Considerações sobre a formalização na economia

1. A formalização é um processo de amadurecimento comum a todas as ciências (ou melhor: a todo ramo da Ciência). Aconteceu primeiramente com a física e astronomia através de Newton, Galilei, etc. Depois, com a Química, nas figuras de Lavoisier, Avogadro, Berzelius, etc. E assim por diante. Até a filosofia se formalizou no séc. XX, mediante a filosofia analítica.
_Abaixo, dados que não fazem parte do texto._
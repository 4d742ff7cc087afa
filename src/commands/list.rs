//! List commands (LPUSH, RPUSH, LPOP, RPOP, LLEN, LRANGE, LINDEX, LSET,
//! LINSERT, LREM, RPOPLPUSH) and their blocking variants (BLPOP, BRPOP,
//! BRPOPLPUSH)

use super::{clamp_range, is_keyword, parse_integer, parse_timeout, Command, CommandContext, CommandError};
use crate::blocking::BlockOp;
use crate::notify::EventClass;
use crate::protocol::RespValue;
use crate::store::{StoreError, Value, ValueKind};
use bytes::Bytes;

#[derive(Clone, Copy, PartialEq, Eq)]
enum End {
    Front,
    Back,
}

fn push(ctx: &mut CommandContext<'_>, args: &[Bytes], end: End) -> Result<RespValue, CommandError> {
    let key = &args[0];
    let len = {
        let list = ctx
            .db()
            .lookup_write_or_insert(key, Value::empty_list)
            .as_list_mut()?;
        for value in &args[1..] {
            match end {
                End::Front => list.push_front(value.clone()),
                End::Back => list.push_back(value.clone()),
            }
        }
        list.len()
    };

    let event = if end == End::Front { "lpush" } else { "rpush" };
    ctx.modified(EventClass::List, event, key);
    Ok(RespValue::from_usize(len))
}

/// Pop one element; `None` when the key is missing
fn pop(ctx: &mut CommandContext<'_>, key: &Bytes, end: End) -> Result<Option<Bytes>, CommandError> {
    let value = match ctx.db().lookup_write(key) {
        Some(value) => {
            let list = value.as_list_mut()?;
            match end {
                End::Front => list.pop_front(),
                End::Back => list.pop_back(),
            }
        }
        None => return Ok(None),
    };

    if value.is_some() {
        let event = if end == End::Front { "lpop" } else { "rpop" };
        ctx.modified(EventClass::List, event, key);
        ctx.remove_if_empty(key);
    }
    Ok(value)
}

/// Fail with WRONGTYPE if `key` holds something other than a list
fn ensure_list_or_missing(ctx: &mut CommandContext<'_>, key: &Bytes) -> Result<(), CommandError> {
    match ctx.db().lookup_write(key) {
        Some(value) if value.kind() != ValueKind::List => Err(StoreError::WrongType.into()),
        _ => Ok(()),
    }
}

/// Pop the back of `source` and push it on the front of `destination`
fn pop_push(ctx: &mut CommandContext<'_>, source: &Bytes, destination: &Bytes) -> Result<Option<Bytes>, CommandError> {
    ensure_list_or_missing(ctx, source)?;
    ensure_list_or_missing(ctx, destination)?;

    let value = match pop(ctx, source, End::Back)? {
        Some(value) => value,
        None => return Ok(None),
    };
    ctx.db()
        .lookup_write_or_insert(destination, Value::empty_list)
        .as_list_mut()?
        .push_front(value.clone());
    ctx.modified(EventClass::List, "lpush", destination);
    Ok(Some(value))
}

/// LPUSH command - Prepend one or multiple values to a list
///
/// Syntax: LPUSH key value [value ...]
pub struct LPushCommand;

impl Command for LPushCommand {
    fn execute(&self, ctx: &mut CommandContext<'_>, args: &[Bytes]) -> Result<RespValue, CommandError> {
        push(ctx, args, End::Front)
    }

    fn name(&self) -> &'static str {
        "LPUSH"
    }

    fn min_args(&self) -> usize {
        2
    }
}

/// RPUSH command - Append one or multiple values to a list
///
/// Syntax: RPUSH key value [value ...]
pub struct RPushCommand;

impl Command for RPushCommand {
    fn execute(&self, ctx: &mut CommandContext<'_>, args: &[Bytes]) -> Result<RespValue, CommandError> {
        push(ctx, args, End::Back)
    }

    fn name(&self) -> &'static str {
        "RPUSH"
    }

    fn min_args(&self) -> usize {
        2
    }
}

/// LPOP command - Remove and get the first element in a list
///
/// Syntax: LPOP key
pub struct LPopCommand;

impl Command for LPopCommand {
    fn execute(&self, ctx: &mut CommandContext<'_>, args: &[Bytes]) -> Result<RespValue, CommandError> {
        Ok(RespValue::optional_bulk(pop(ctx, &args[0], End::Front)?))
    }

    fn name(&self) -> &'static str {
        "LPOP"
    }

    fn min_args(&self) -> usize {
        1
    }

    fn max_args(&self) -> Option<usize> {
        Some(1)
    }
}

/// RPOP command - Remove and get the last element in a list
///
/// Syntax: RPOP key
pub struct RPopCommand;

impl Command for RPopCommand {
    fn execute(&self, ctx: &mut CommandContext<'_>, args: &[Bytes]) -> Result<RespValue, CommandError> {
        Ok(RespValue::optional_bulk(pop(ctx, &args[0], End::Back)?))
    }

    fn name(&self) -> &'static str {
        "RPOP"
    }

    fn min_args(&self) -> usize {
        1
    }

    fn max_args(&self) -> Option<usize> {
        Some(1)
    }
}

/// LLEN command - Get the length of a list
///
/// Syntax: LLEN key
pub struct LLenCommand;

impl Command for LLenCommand {
    fn execute(&self, ctx: &mut CommandContext<'_>, args: &[Bytes]) -> Result<RespValue, CommandError> {
        let len = match ctx.db().lookup_read(&args[0]) {
            Some(value) => value.as_list()?.len(),
            None => 0,
        };
        Ok(RespValue::from_usize(len))
    }

    fn name(&self) -> &'static str {
        "LLEN"
    }

    fn min_args(&self) -> usize {
        1
    }

    fn max_args(&self) -> Option<usize> {
        Some(1)
    }
}

/// LRANGE command - Get a range of elements from a list
///
/// Syntax: LRANGE key start stop
pub struct LRangeCommand;

impl Command for LRangeCommand {
    fn execute(&self, ctx: &mut CommandContext<'_>, args: &[Bytes]) -> Result<RespValue, CommandError> {
        let start = parse_integer(&args[1])?;
        let stop = parse_integer(&args[2])?;

        let list = match ctx.db().lookup_read(&args[0]) {
            Some(value) => value.as_list()?,
            None => return Ok(RespValue::Array(Vec::new())),
        };

        let items = match clamp_range(start, stop, list.len()) {
            Some((start, stop)) => list.range(start..=stop).cloned().collect::<Vec<_>>(),
            None => Vec::new(),
        };
        Ok(RespValue::bulk_array(items))
    }

    fn name(&self) -> &'static str {
        "LRANGE"
    }

    fn min_args(&self) -> usize {
        3
    }

    fn max_args(&self) -> Option<usize> {
        Some(3)
    }
}

/// Resolve a possibly negative list index
fn list_index(index: i64, len: usize) -> Option<usize> {
    let index = if index < 0 { len as i64 + index } else { index };
    if index < 0 || index >= len as i64 {
        None
    } else {
        Some(index as usize)
    }
}

/// LINDEX command - Get an element from a list by its index
///
/// Syntax: LINDEX key index
pub struct LIndexCommand;

impl Command for LIndexCommand {
    fn execute(&self, ctx: &mut CommandContext<'_>, args: &[Bytes]) -> Result<RespValue, CommandError> {
        let index = parse_integer(&args[1])?;
        let list = match ctx.db().lookup_read(&args[0]) {
            Some(value) => value.as_list()?,
            None => return Ok(RespValue::Null),
        };
        let item = list_index(index, list.len()).and_then(|i| list.get(i).cloned());
        Ok(RespValue::optional_bulk(item))
    }

    fn name(&self) -> &'static str {
        "LINDEX"
    }

    fn min_args(&self) -> usize {
        2
    }

    fn max_args(&self) -> Option<usize> {
        Some(2)
    }
}

/// LSET command - Set the value of an element in a list by its index
///
/// Syntax: LSET key index value
pub struct LSetCommand;

impl Command for LSetCommand {
    fn execute(&self, ctx: &mut CommandContext<'_>, args: &[Bytes]) -> Result<RespValue, CommandError> {
        let key = &args[0];
        let index = parse_integer(&args[1])?;
        {
            let list = match ctx.db().lookup_write(key) {
                Some(value) => value.as_list_mut()?,
                None => return Err(StoreError::NoSuchKey.into()),
            };
            let i = list_index(index, list.len()).ok_or(StoreError::IndexOutOfRange)?;
            list[i] = args[2].clone();
        }
        ctx.modified(EventClass::List, "lset", key);
        Ok(RespValue::ok())
    }

    fn name(&self) -> &'static str {
        "LSET"
    }

    fn min_args(&self) -> usize {
        3
    }

    fn max_args(&self) -> Option<usize> {
        Some(3)
    }
}

/// LINSERT command - Insert an element before or after another element
///
/// Syntax: LINSERT key BEFORE|AFTER pivot value
pub struct LInsertCommand;

impl Command for LInsertCommand {
    fn execute(&self, ctx: &mut CommandContext<'_>, args: &[Bytes]) -> Result<RespValue, CommandError> {
        let key = &args[0];
        let after = if is_keyword(&args[1], "AFTER") {
            true
        } else if is_keyword(&args[1], "BEFORE") {
            false
        } else {
            return Err(CommandError::Syntax);
        };

        let len = {
            let list = match ctx.db().lookup_write(key) {
                Some(value) => value.as_list_mut()?,
                None => return Ok(RespValue::integer(0)),
            };
            let pivot = match list.iter().position(|item| *item == args[2]) {
                Some(pos) => pos,
                None => return Ok(RespValue::integer(-1)),
            };
            list.insert(if after { pivot + 1 } else { pivot }, args[3].clone());
            list.len()
        };

        ctx.modified(EventClass::List, "linsert", key);
        Ok(RespValue::from_usize(len))
    }

    fn name(&self) -> &'static str {
        "LINSERT"
    }

    fn min_args(&self) -> usize {
        4
    }

    fn max_args(&self) -> Option<usize> {
        Some(4)
    }
}

/// LREM command - Remove elements from a list
///
/// Syntax: LREM key count value
///
/// count > 0 removes from head to tail, count < 0 from tail to head,
/// count = 0 removes every occurrence.
pub struct LRemCommand;

impl Command for LRemCommand {
    fn execute(&self, ctx: &mut CommandContext<'_>, args: &[Bytes]) -> Result<RespValue, CommandError> {
        let key = &args[0];
        let count = parse_integer(&args[1])?;
        let target = &args[2];

        let removed = {
            let list = match ctx.db().lookup_write(key) {
                Some(value) => value.as_list_mut()?,
                None => return Ok(RespValue::integer(0)),
            };
            let limit = if count == 0 { usize::MAX } else { count.unsigned_abs() as usize };
            let mut removed = 0;
            if count >= 0 {
                let mut i = 0;
                while i < list.len() && removed < limit {
                    if list[i] == *target {
                        list.remove(i);
                        removed += 1;
                    } else {
                        i += 1;
                    }
                }
            } else {
                let mut i = list.len();
                while i > 0 && removed < limit {
                    i -= 1;
                    if list[i] == *target {
                        list.remove(i);
                        removed += 1;
                    }
                }
            }
            removed
        };

        if removed > 0 {
            ctx.modified(EventClass::List, "lrem", key);
            ctx.remove_if_empty(key);
        }
        Ok(RespValue::from_usize(removed))
    }

    fn name(&self) -> &'static str {
        "LREM"
    }

    fn min_args(&self) -> usize {
        3
    }

    fn max_args(&self) -> Option<usize> {
        Some(3)
    }
}

/// RPOPLPUSH command - Move the last element of a list to the front of another
///
/// Syntax: RPOPLPUSH source destination
pub struct RPopLPushCommand;

impl Command for RPopLPushCommand {
    fn execute(&self, ctx: &mut CommandContext<'_>, args: &[Bytes]) -> Result<RespValue, CommandError> {
        Ok(RespValue::optional_bulk(pop_push(ctx, &args[0], &args[1])?))
    }

    fn name(&self) -> &'static str {
        "RPOPLPUSH"
    }

    fn min_args(&self) -> usize {
        2
    }

    fn max_args(&self) -> Option<usize> {
        Some(2)
    }
}

/// Shared body of BLPOP and BRPOP
fn blocking_pop(ctx: &mut CommandContext<'_>, args: &[Bytes], end: End) -> Result<RespValue, CommandError> {
    let (timeout, keys) = match args.split_last() {
        Some((timeout, keys)) => (parse_timeout(timeout)?, keys),
        None => return Err(CommandError::Syntax),
    };

    for key in keys {
        ensure_list_or_missing(ctx, key)?;
        if let Some(value) = pop(ctx, key, end)? {
            return Ok(RespValue::bulk_array([key.clone(), value]));
        }
    }

    let op = if end == End::Front { BlockOp::PopFront } else { BlockOp::PopBack };
    ctx.block_on(keys.to_vec(), op, timeout);
    Ok(RespValue::NullArray)
}

/// BLPOP command - Remove and get the first element of the first non-empty
/// list, or block until one is available
///
/// Syntax: BLPOP key [key ...] timeout
pub struct BLPopCommand;

impl Command for BLPopCommand {
    fn execute(&self, ctx: &mut CommandContext<'_>, args: &[Bytes]) -> Result<RespValue, CommandError> {
        blocking_pop(ctx, args, End::Front)
    }

    fn name(&self) -> &'static str {
        "BLPOP"
    }

    fn min_args(&self) -> usize {
        2
    }

    fn may_block(&self) -> bool {
        true
    }
}

/// BRPOP command - Remove and get the last element of the first non-empty
/// list, or block until one is available
///
/// Syntax: BRPOP key [key ...] timeout
pub struct BRPopCommand;

impl Command for BRPopCommand {
    fn execute(&self, ctx: &mut CommandContext<'_>, args: &[Bytes]) -> Result<RespValue, CommandError> {
        blocking_pop(ctx, args, End::Back)
    }

    fn name(&self) -> &'static str {
        "BRPOP"
    }

    fn min_args(&self) -> usize {
        2
    }

    fn may_block(&self) -> bool {
        true
    }
}

/// BRPOPLPUSH command - RPOPLPUSH that blocks while the source is empty
///
/// Syntax: BRPOPLPUSH source destination timeout
pub struct BRPopLPushCommand;

impl Command for BRPopLPushCommand {
    fn execute(&self, ctx: &mut CommandContext<'_>, args: &[Bytes]) -> Result<RespValue, CommandError> {
        let timeout = parse_timeout(&args[2])?;
        if let Some(value) = pop_push(ctx, &args[0], &args[1])? {
            return Ok(RespValue::BulkString(value));
        }

        let op = BlockOp::MoveTo {
            destination: args[1].clone(),
        };
        ctx.block_on(vec![args[0].clone()], op, timeout);
        Ok(RespValue::Null)
    }

    fn name(&self) -> &'static str {
        "BRPOPLPUSH"
    }

    fn min_args(&self) -> usize {
        3
    }

    fn max_args(&self) -> Option<usize> {
        Some(3)
    }

    fn may_block(&self) -> bool {
        true
    }
}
Na economia não teria como ser diferente.

2. A economia foi a primeira das ciências sociais/humanas a se formalizar por, creio, dois motivos: (i) a agência econômica é mais fácil de ser tratada formalmente do que o objeto de estudos da sociologia, por exemplo; (ii) a economia trata majoritariamente de objetos quantificáveis por natureza, como preços e commodities. Mas a formalização está acontecendo nas outras ciências sociais. Por exemplo, um ramo da História chamado cliometria, que faz um tratamento formal e quantitativo dos acontecimentos históricas, está crescendo cada vez mais.

3. Deixa eu dar aqui dois exemplos de áreas onde a economia avançou após se formalizar, áreas essas que até então pululavam com discussões estéreis e nebulosas:

(i) O conceito de capital. Na década de 30 havia um debate infindável entre Hayek e Knight sobre o que exatamente seria capital. Até chegar Hicks com seu hoje clássico Valor e Capital e pôr um fim à discussão: Hicks considerou capital como sendo commodity datada no tempo. Isso o permitiu dar um tratamento matemático ao capital que lhe levou a muitos teoremas.

(ii) O conceito de expectativas. Quem popularizou a ideia de que as expectativas influenciam o comportamento da economia no nível macro foi Keynes, mas ele tratou essa questão de uma forma nebulosa e ambígua (aliás, como quase tudo vindo dele, diga-se). Friedman formalizou o conceito de expectativas, e essa formalização o permitiu inclusive fazer uma previsão acurada (coisa rara em economia): a saber, que o trade-off entre inflação e desemprego não duraria mais tanto tempo.

4. A formalização fornece clareza e consistência à teoria, e isso permite enormes avanços; mas, por outro lado, diminui o poder de elucubração fora-da-caixa e pensamento vanguardista.

Explico: há certas ideias que são tão diferentes das teorias pré-existentes que não existe um framework formal no qual o autor possa inserí-las. Então existem certos autores que preferem deixar de lado a formalização e tratar sua teoria na linguagem natural mesmo, pois eles têm uma intuição muito forte de que a teoria deve estar correta. O grande problema, ao meu ver, é teimar na persistência da linguagem natural mesmo quando as ferramentas para a formalização já estão disponíveis.

Deixa eu dar dois exemplos em economia (vários outros podem ser dados para outras ciências):

(i) O conceito de Israel Kirzner de empreendedor como um agente alerta que faz arbitragem. Essa teoria foi parcialmente formalizada nos anos 80 por dois economistas da UCLA, mas na época da sua criação original não havia como Kirzner encaixá-la em nenhum framework formal (e, na verdade, tal autor tem aversão à formalização por questões metodológicas). (Ver, a esse respeito, aqui).

(ii) As teorias dos antigos economistas do desenvolvimento (Rosenstein-Rodan, Hirschmann, etc.) de que países precisam de economias de escala para se desenvolver (o chamado “Big Push”). Como na época da criação de tais teorias não existia nenhum modelo formal que desse conta das economias de escala, esses economistas fizeram uso apenas da linguagem natural. O tratamento formal das economias de escala surgiu apenas em 77 com Stiglitz e Dixit, e a formalização das ideias dos economistas do desenvolvimento surgiu só nos anos 80 nos trabalhos de Vishny, Shleifer e outros. (Ver, a esse respeito, aqui).